CDL Hospitality Trusts reports 4.8% lower 3Q DPS of 2.18 cents amid ongoing asset enhancements

CDL Hospitality Trusts reports 4.8% lower 3Q DPS of 2.18 cents amid ongoing asset enhancements

Michelle Zhu
31/10/18, 08:04 am

SINGAPORE (Oct 31): The managers of CDL Hospitality Trusts (CDL HT) have declared a distribution per stapled security (DPS) of 2.18 cents for 3Q18, down 4.8% from 2.29 cents a year ago in the absence of contributions from divested and temporarily closed properties.

CDL HT is a stapled group comprising CDL Hospitality Real Estate Investment Trust (H-REIT) and CDL Hospitality Business Trust (HBT).

Revenue for the quarter fell 8.8% to $50 million as compared to $54.8 million a year ago, as Dhevanafushi Maldives Luxury Resort suspended its operations since June this year for rebranding works.
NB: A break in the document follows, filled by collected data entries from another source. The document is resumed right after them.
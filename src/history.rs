use crate::aggregator::resolve_author;
use crate::datekey::{DayKey, resolve_date_key};
use crate::matcher::IdentityMatcher;
use crate::roster::{Identity, Roster};
use crate::sources::SourceRows;
use crate::timelabel::extract_time_label;
use serde::{Deserialize, Serialize};

/// One log line as shown on a person's history page
#[derive(Debug, Clone, PartialEq, Serialize, Deserialize)]
pub struct HistoryRecord {
    pub day_key: DayKey,
    pub time_label: String,
    pub category: String,
    pub summary: String,
    pub proof_ref: String,
    pub file_ref: String,
    pub duration_label: String,
    pub issues: String,
    pub source_tag: String,
}

/// Collect the history of one identity
///
/// Each row's author is resolved exactly as during aggregation (email first,
/// then roster names) and kept when it resolves to `target`. Rows without a
/// readable date are dropped and sources flagged as not part of history are
/// skipped. The caller is responsible for checking the credential first.
///
/// # Returns
/// * `Vec<HistoryRecord>` - Most recent day first; rows of the same day keep source order
pub fn collect_history(
    sources: &[SourceRows],
    roster: &Roster,
    matcher: &IdentityMatcher,
    target: &Identity,
) -> Vec<HistoryRecord> {
    let mut records = Vec::new();

    for source in sources.iter().filter(|s| s.include_in_history) {
        for entry in &source.entries {
            let Some(day_key) = resolve_date_key(&entry.raw_date) else {
                continue;
            };

            let belongs = resolve_author(entry, roster, matcher, |_| false)
                .map(|author| author.key() == target.canonical_name)
                .unwrap_or(false);
            if !belongs {
                continue;
            }

            records.push(HistoryRecord {
                day_key,
                time_label: extract_time_label(&entry.raw_date),
                category: entry.category.clone(),
                summary: entry.summary.clone(),
                proof_ref: entry.proof_ref.clone(),
                file_ref: entry.file_ref.clone(),
                duration_label: entry.duration_label.clone(),
                issues: entry.issues.clone(),
                source_tag: entry.source_tag.clone(),
            });
        }
    }

    // stable, so same-day rows stay in source order
    records.sort_by(|a, b| b.day_key.cmp(&a.day_key));
    records
}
Net property income (NPI) declined 10.2% to $36.2 million from $40.4 million previously due to the absence of contribution of CDL HT’s recently divested properties Mercure Brisbane and Ibis Brisbane, on top of the lack of contributions from Dhevanafushi Maldives Luxury Resort.

There was also lower NPI contribution from Singapore, UK and New Zealand, the last of which was also affected by a weaker New Zealand dollar. These were however partially offset by increased NPI contribution from Pullman Hotel Munich and the Japan Hotels, which performed well, as well as Claymore Connect in Singapore.

Singapore’s performance was notably affected by its Orchard Hotel’s asset enhancement exercise where ongoing refurbishment works affected income contribution.

Excluding Orchard Hotel, RevPAR of CDL HT’s Singapore hotels nonetheless grew 1.3% y-o-y due to support from a stronger Chinese outbound leisure travel season and the presence of major city-wide events like Singapore International Water Week (Biennial), 51st Asean Ministerial Meeting and the F1 Singapore Grand Prix.

Going forward, the manager expects strong supply growth to be supportive of a recovery in the Singapore hotel sector, while tourism demand and international arrivals in the trust’s overseas markets continue to remain healthy.

“We are experiencing a transitionary period as we are conducting significant refurbishment works for two of our properties and seeking opportunities to recycle capital from our earlier divestment,” says Vincent Yeo, CEO of the managers.

“Looking ahead, our core portfolio in Singapore is poised to benefit from the recovery in the hotel sector. We will continue to focus on executing asset enhancement opportunities to maximize the long term potential of our hotels,” he adds.

Units in CDL HT closed 2 cents lower at $1.46 on Tuesday.